Switzerland is well-known as one of the safest countries on earth and as a prime example of efficiency and efficacy. One of the central reasons that such a country exists is the development of a culture based on protection, which is supported by the presence and production of national security. When in 2014 Swiss people voted in favor of a federal popular initiative “against massive immigration,” Salvatore Vitale, an immigrant living in Switzerland felt the need to research this phenomenon in order to comprehend where the motives for this constant need for security originate and how they became part of Swiss culture.

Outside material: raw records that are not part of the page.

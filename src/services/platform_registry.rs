// Platform Registry
// Centralized configuration for streaming platforms

use crate::models::Platform;
use serde::Deserialize;
use std::collections::HashMap;

/// Stream key placement strategy
#[derive(Debug, Clone, Copy, PartialEq, Eq, Deserialize)]
#[serde(rename_all = "snake_case")]
pub enum StreamKeyPlacement {
    /// Append stream key to URL (e.g., rtmp://server/app/{key})
    Append,
    /// Replace {stream_key} template in URL (e.g., rtmp://server/app/{stream_key})
    InUrlTemplate,
}

#[derive(Debug, Deserialize)]
#[serde(rename_all = "camelCase")]
struct PlatformEntry {
    name: Platform,
    display_name: String,
    default_url: String,
    stream_key_placement: StreamKeyPlacement,
    #[serde(default)]
    requires_key: bool,
    #[serde(default)]
    protocols: Vec<String>,
}

#[derive(Debug, Deserialize)]
struct PlatformFile {
    services: Vec<PlatformEntry>,
}

/// Platform-specific configuration
#[derive(Debug, Clone)]
pub struct PlatformConfig {
    /// Display name
    pub name: String,

    /// Default server URL; empty for custom servers
    pub default_server: String,

    /// Stream key placement strategy
    pub placement: StreamKeyPlacement,

    /// Whether the wizard must ask for a stream key
    pub requires_key: bool,

    /// Protocols the platform ingests (rtmp, rtmps, srt)
    pub protocols: Vec<String>,

    /// Stream key position in URL path (0 = no masking, 1 = /KEY, 2 = /app/KEY, etc.)
    pub stream_key_position: usize,
}

impl PlatformConfig {
    /// Redact stream key from URL for logging
    pub fn redact_url(&self, url: &str) -> String {
        if !is_rtmp_url(url) {
            return url.to_string();
        }

        match self.placement {
            StreamKeyPlacement::InUrlTemplate => {
                let template = self.default_server.as_str();
                if let Some(template_start) = template.find("{stream_key}") {
                    let before_key = &template[..template_start];
                    let after_key = &template[template_start + "{stream_key}".len()..];

                    if url.starts_with(before_key) {
                        if after_key.is_empty() {
                            return format!("{before_key}***");
                        }
                        if let Some(key_end) = url[before_key.len()..].find(after_key) {
                            return format!("{}***{}", before_key, &url[before_key.len() + key_end..]);
                        }
                    }
                }

                PlatformRegistry::generic_redact(url)
            }
            StreamKeyPlacement::Append => {
                if self.stream_key_position == 0 {
                    return PlatformRegistry::generic_redact(url);
                }

                let Some((scheme, rest)) = url.split_once("://") else {
                    return url.to_string();
                };
                let Some((host, path)) = rest.split_once('/') else {
                    return url.to_string();
                };

                let segments: Vec<&str> = path.split('/').filter(|s| !s.is_empty()).collect();
                if segments.len() < self.stream_key_position {
                    return url.to_string();
                }

                let safe_path = segments[..self.stream_key_position - 1].join("/");
                if safe_path.is_empty() {
                    format!("{scheme}://{host}/***")
                } else {
                    format!("{scheme}://{host}/{safe_path}/***")
                }
            }
        }
    }
}

/// Global platform registry
pub struct PlatformRegistry {
    configs: HashMap<Platform, PlatformConfig>,
}

impl PlatformRegistry {
    /// Create a new registry from the embedded platform list
    pub fn new() -> Self {
        let json_content = include_str!("../../data/streaming-platforms.json");
        match Self::from_json(json_content) {
            Ok(registry) => registry,
            Err(e) => {
                log::error!("Failed to load embedded platform list: {e}");
                Self { configs: HashMap::new() }
            }
        }
    }

    /// Parse a platform list in the `{"services": [...]}` format
    pub fn from_json(json_content: &str) -> Result<Self, String> {
        let file: PlatformFile = serde_json::from_str(json_content)
            .map_err(|e| format!("Failed to parse platform list: {e}"))?;

        let configs = file
            .services
            .into_iter()
            .map(|entry| {
                let stream_key_position = Self::stream_key_position(&entry.default_url);
                let config = PlatformConfig {
                    name: entry.display_name,
                    default_server: entry.default_url,
                    placement: entry.stream_key_placement,
                    requires_key: entry.requires_key,
                    protocols: entry.protocols,
                    stream_key_position,
                };
                (entry.name, config)
            })
            .collect();

        Ok(Self { configs })
    }

    /// Position of the key segment for an append-style server URL:
    /// rtmp://host/live2/ -> 2 (/live2/KEY)
    fn stream_key_position(url: &str) -> usize {
        let Some((_scheme, rest)) = url.split_once("://") else {
            return 0;
        };
        let path = rest.split_once('/').map(|(_, path)| path).unwrap_or("");
        path.split('/').filter(|s| !s.is_empty()).count() + 1
    }

    /// Get configuration for a platform
    pub fn get(&self, platform: &Platform) -> Option<&PlatformConfig> {
        self.configs.get(platform)
    }

    /// Build the destination URL for a platform.
    ///
    /// Custom servers take `url` as-is; known platforms combine their default
    /// server with the stream key.
    pub fn build_url_with_key(&self, platform: &Platform, url: &str, stream_key: &str) -> String {
        let config = match self.get(platform) {
            Some(config) if !config.default_server.is_empty() => config,
            _ => return url.to_string(),
        };

        match config.placement {
            StreamKeyPlacement::Append => {
                format!("{}/{}", config.default_server.trim_end_matches('/'), stream_key)
            }
            StreamKeyPlacement::InUrlTemplate => {
                config.default_server.replace("{stream_key}", stream_key)
            }
        }
    }

    /// Redact stream key from URL
    pub fn redact_url(&self, platform: &Platform, url: &str) -> String {
        match self.get(platform) {
            Some(config) if !config.default_server.is_empty() => config.redact_url(url),
            _ => Self::generic_redact(url),
        }
    }

    /// Redact every RTMP(S) URL in an argument list.
    /// Matches each URL against known platform servers, falling back to generic redaction.
    pub fn redact_args(&self, args: &[String]) -> Vec<String> {
        args.iter()
            .map(|arg| {
                if !is_rtmp_url(arg) {
                    return arg.clone();
                }
                self.configs
                    .values()
                    .find(|config| {
                        !config.default_server.is_empty()
                            && arg.starts_with(config.default_server.trim_end_matches('/'))
                    })
                    .map(|config| config.redact_url(arg))
                    .unwrap_or_else(|| Self::generic_redact(arg))
            })
            .collect()
    }

    /// Generic redaction for unknown platforms (fallback)
    pub fn generic_redact(url: &str) -> String {
        if !is_rtmp_url(url) {
            return url.to_string();
        }

        let Some((scheme, rest)) = url.split_once("://") else {
            return url.to_string();
        };
        let Some((host, path)) = rest.split_once('/') else {
            return url.to_string();
        };

        let segments: Vec<&str> = path.split('/').filter(|s| !s.is_empty()).collect();
        if segments.len() < 2 {
            return url.to_string();
        }

        let safe_path = segments[..segments.len() - 1].join("/");
        format!("{scheme}://{host}/{safe_path}/***")
    }
}

impl Default for PlatformRegistry {
    fn default() -> Self {
        Self::new()
    }
}

fn is_rtmp_url(url: &str) -> bool {
    url.starts_with("rtmp://") || url.starts_with("rtmps://")
}

#[cfg(test)]
mod tests {
    use super::*;

    #[test]
    fn test_registry_loads_from_json() {
        let registry = PlatformRegistry::new();
        for platform in Platform::ALL {
            assert!(registry.get(&platform).is_some(), "missing {platform:?}");
        }
        assert!(registry.get(&Platform::Youtube).unwrap().requires_key);
        assert!(!registry.get(&Platform::Custom).unwrap().requires_key);
    }

    #[test]
    fn test_build_url_with_key() {
        let registry = PlatformRegistry::new();
        assert_eq!(
            registry.build_url_with_key(&Platform::Youtube, "", "abcd-1234"),
            "rtmp://a.rtmp.youtube.com/live2/abcd-1234"
        );
        assert_eq!(
            registry.build_url_with_key(&Platform::Facebook, "", "FB-1"),
            "rtmps://live-api-s.facebook.com:443/rtmp/FB-1"
        );
        assert_eq!(
            registry.build_url_with_key(&Platform::Custom, "rtmp://my.server/live/x", "ignored"),
            "rtmp://my.server/live/x"
        );
    }

    #[test]
    fn test_platform_redaction() {
        let registry = PlatformRegistry::new();
        assert_eq!(
            registry.redact_url(&Platform::Twitch, "rtmp://live.twitch.tv/app/live_123_secret"),
            "rtmp://live.twitch.tv/app/***"
        );
    }

    #[test]
    fn test_generic_redaction() {
        let url = "rtmp://custom-server.com/stream/my_key";
        assert_eq!(PlatformRegistry::generic_redact(url), "rtmp://custom-server.com/stream/***");
        assert_eq!(PlatformRegistry::generic_redact("srt://host:6000"), "srt://host:6000");
    }

    #[test]
    fn test_redact_args_leaves_other_args() {
        let registry = PlatformRegistry::new();
        let args = vec![
            "-f".to_string(),
            "flv".to_string(),
            "rtmp://a.rtmp.youtube.com/live2/super-secret".to_string(),
            "/memfs/show/index.m3u8".to_string(),
        ];
        let redacted = registry.redact_args(&args);
        assert_eq!(redacted[0], "-f");
        assert_eq!(redacted[2], "rtmp://a.rtmp.youtube.com/live2/***");
        assert_eq!(redacted[3], "/memfs/show/index.m3u8");
    }
}
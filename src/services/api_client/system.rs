use reqwest::Method;
use serde_json::Value;

use super::*;

impl CoreClient {
    /// `GET /v3`: name, version and uptime of the Core
    pub async fn info(&self) -> ApiResult<Value> {
        self.get_value("/v3").await
    }

    pub async fn about(&self) -> ApiResult<Value> {
        self.get_value("/v3/about").await
    }

    pub async fn config(&self) -> ApiResult<Value> {
        self.get_value("/v3/config").await
    }

    pub async fn update_config(&self, config: &Value) -> ApiResult<Value> {
        self.send_json(Method::PUT, "/v3/config", config).await
    }

    pub async fn reload_config(&self) -> ApiResult<Value> {
        self.get_value("/v3/config/reload").await
    }

    /// Core's own application log
    pub async fn log(&self) -> ApiResult<Value> {
        self.get_value("/v3/log").await
    }

    /// FFmpeg capabilities (codecs, formats, devices) detected by the Core
    pub async fn skills(&self) -> ApiResult<Value> {
        self.get_value("/v3/skills").await
    }

    pub async fn playout_status(&self) -> ApiResult<Value> {
        self.get_value("/v3/playout").await
    }

    /// Probe a stream address with FFprobe on the Core host
    pub async fn probe(&self, url: &str, options: &[String]) -> ApiResult<Value> {
        self.send_json(
            Method::POST,
            "/v3/probe",
            &serde_json::json!({ "url": url, "options": options }),
        )
        .await
    }

    /// Capture devices on the Core host. Any failure other than 401 yields an
    /// empty list; a 401 still clears the session.
    pub async fn devices(&self) -> ApiResult<Vec<Value>> {
        match self.get_value("/v3/device").await {
            Ok(Value::Array(devices)) => Ok(devices),
            Ok(other) => {
                log::debug!("Unexpected device list shape: {other}");
                Ok(Vec::new())
            }
            Err(ApiError::Unauthorized) => Err(ApiError::Unauthorized),
            Err(e) => {
                log::debug!("Device enumeration failed: {e}");
                Ok(Vec::new())
            }
        }
    }
}
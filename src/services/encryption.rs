// Encryption Service
// Encrypts stored credentials with AES-256-GCM and a machine-specific key

use aes_gcm::{
    aead::{Aead, KeyInit},
    Aes256Gcm, Nonce,
};
use base64::{engine::general_purpose::STANDARD as BASE64, Engine as _};
use rand::Rng;
use std::path::Path;
use zeroize::{Zeroize, Zeroizing};

const NONCE_LEN: usize = 12;
const KEY_LEN: usize = 32;

const MACHINE_KEY_FILE: &str = ".session_key";

// Prefix for identifying encrypted values
const ENCRYPTED_PREFIX: &str = "ENC::";

/// Encryption service for credentials at rest
pub struct Encryption;

impl Encryption {
    /// Get or create the machine-specific encryption key
    /// Returns a zeroizing key that will be securely erased from memory
    fn get_or_create_machine_key(data_dir: &Path) -> Result<Zeroizing<[u8; KEY_LEN]>, String> {
        let key_file = data_dir.join(MACHINE_KEY_FILE);

        if key_file.exists() {
            let mut key_data = std::fs::read(&key_file)
                .map_err(|e| format!("Failed to read machine key: {e}"))?;

            if key_data.len() != KEY_LEN {
                key_data.zeroize();
                return Err("Invalid machine key file".to_string());
            }

            Self::restrict_permissions(&key_file)?;

            let mut key = Zeroizing::new([0u8; KEY_LEN]);
            key.copy_from_slice(&key_data);
            key_data.zeroize();

            Ok(key)
        } else {
            std::fs::create_dir_all(data_dir)
                .map_err(|e| format!("Failed to create data directory: {e}"))?;

            let mut rng = rand::thread_rng();
            let key = Zeroizing::new(rng.gen::<[u8; KEY_LEN]>());

            std::fs::write(&key_file, *key)
                .map_err(|e| format!("Failed to save machine key: {e}"))?;
            Self::restrict_permissions(&key_file)?;

            log::info!("Created new machine key at {}", key_file.display());
            Ok(key)
        }
    }

    #[cfg(unix)]
    fn restrict_permissions(key_file: &Path) -> Result<(), String> {
        use std::os::unix::fs::PermissionsExt;
        let perms = std::fs::Permissions::from_mode(0o600);
        std::fs::set_permissions(key_file, perms)
            .map_err(|e| format!("Failed to set key file permissions: {e}"))
    }

    #[cfg(not(unix))]
    fn restrict_permissions(_key_file: &Path) -> Result<(), String> {
        Ok(())
    }

    /// Encrypt a token or password for storage
    /// Returns base64-encoded nonce + ciphertext with the ENC:: prefix
    pub fn encrypt_token(token: &str, data_dir: &Path) -> Result<String, String> {
        // Don't encrypt empty or already encrypted values
        if token.is_empty() || token.starts_with(ENCRYPTED_PREFIX) {
            return Ok(token.to_string());
        }

        let machine_key = Self::get_or_create_machine_key(data_dir)?;

        let mut rng = rand::thread_rng();
        let nonce_bytes: [u8; NONCE_LEN] = rng.gen();

        let cipher = Aes256Gcm::new_from_slice(&*machine_key)
            .map_err(|e| format!("Failed to create cipher: {e}"))?;
        let nonce = Nonce::from_slice(&nonce_bytes);

        let ciphertext = cipher.encrypt(nonce, token.as_bytes())
            .map_err(|e| format!("Token encryption failed: {e}"))?;

        let mut combined = Vec::with_capacity(NONCE_LEN + ciphertext.len());
        combined.extend_from_slice(&nonce_bytes);
        combined.extend_from_slice(&ciphertext);

        Ok(format!("{}{}", ENCRYPTED_PREFIX, BASE64.encode(combined)))
    }

    /// Decrypt a stored token; values without the prefix are returned as-is
    pub fn decrypt_token(encrypted: &str, data_dir: &Path) -> Result<String, String> {
        let Some(encoded) = encrypted.strip_prefix(ENCRYPTED_PREFIX) else {
            return Ok(encrypted.to_string());
        };

        let machine_key = Self::get_or_create_machine_key(data_dir)?;

        let mut combined = BASE64.decode(encoded)
            .map_err(|e| format!("Failed to decode encrypted token: {e}"))?;

        if combined.len() < NONCE_LEN {
            combined.zeroize();
            return Err("Invalid encrypted token".to_string());
        }

        let nonce_bytes = &combined[..NONCE_LEN];
        let ciphertext = &combined[NONCE_LEN..];

        let cipher = Aes256Gcm::new_from_slice(&*machine_key)
            .map_err(|e| format!("Failed to create cipher: {e}"))?;
        let nonce = Nonce::from_slice(nonce_bytes);

        let mut plaintext = cipher.decrypt(nonce, ciphertext)
            .map_err(|e| format!("Token decryption failed: {e}"))?;

        let result = String::from_utf8(plaintext.clone())
            .map_err(|e| format!("Invalid UTF-8 in decrypted token: {e}"));

        // Zeroize sensitive buffers
        plaintext.zeroize();
        combined.zeroize();

        result
    }

    /// Check if a value is encrypted (has ENC:: prefix)
    pub fn is_encrypted(value: &str) -> bool {
        value.starts_with(ENCRYPTED_PREFIX)
    }
}

#[cfg(test)]
mod tests {
    use super::*;
    use tempfile::TempDir;

    #[test]
    fn test_token_round_trip() {
        let temp = TempDir::new().unwrap();

        let encrypted = Encryption::encrypt_token("s3cret-token", temp.path()).unwrap();
        assert!(Encryption::is_encrypted(&encrypted));
        assert!(!encrypted.contains("s3cret-token"));

        let decrypted = Encryption::decrypt_token(&encrypted, temp.path()).unwrap();
        assert_eq!(decrypted, "s3cret-token");
    }

    #[test]
    fn test_empty_and_plain_values_pass_through() {
        let temp = TempDir::new().unwrap();

        assert_eq!(Encryption::encrypt_token("", temp.path()).unwrap(), "");
        assert_eq!(Encryption::decrypt_token("plain", temp.path()).unwrap(), "plain");
        assert!(!temp.path().join(MACHINE_KEY_FILE).exists());
    }

    #[test]
    fn test_other_machine_key_fails() {
        let first = TempDir::new().unwrap();
        let second = TempDir::new().unwrap();

        let encrypted = Encryption::encrypt_token("password", first.path()).unwrap();
        assert!(Encryption::decrypt_token(&encrypted, second.path()).is_err());
    }

    #[cfg(unix)]
    #[test]
    fn test_machine_key_permissions() {
        use std::os::unix::fs::PermissionsExt;
        let temp = TempDir::new().unwrap();

        Encryption::encrypt_token("x", temp.path()).unwrap();
        let mode = std::fs::metadata(temp.path().join(MACHINE_KEY_FILE))
            .unwrap()
            .permissions()
            .mode();
        assert_eq!(mode & 0o777, 0o600);
    }
}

In How to Secure a Country Vitale explores this country’s national security measures by focusing on “matter-of-fact” types of instructions, protocols, bureaucracies, and clear-cut solutions which he visualizes in photographs, diagrams, and graphical illustrations. The result is a case study that can be used to explain the global context and the functioning of contemporary societies.
Essays by political scientists Jonas Hagmann (ETH Zurich), Philip Di Salvo (Università della Svizzera italiana), and Roland Bleiker (University of Queensland, Australia) provide an analysis of the structure of the Swiss security system and a view on the politics of photography. Lars Willumeit, curator and social anthropologist, will discuss attitudes, behaviors, and codes in 21st-Century statehood.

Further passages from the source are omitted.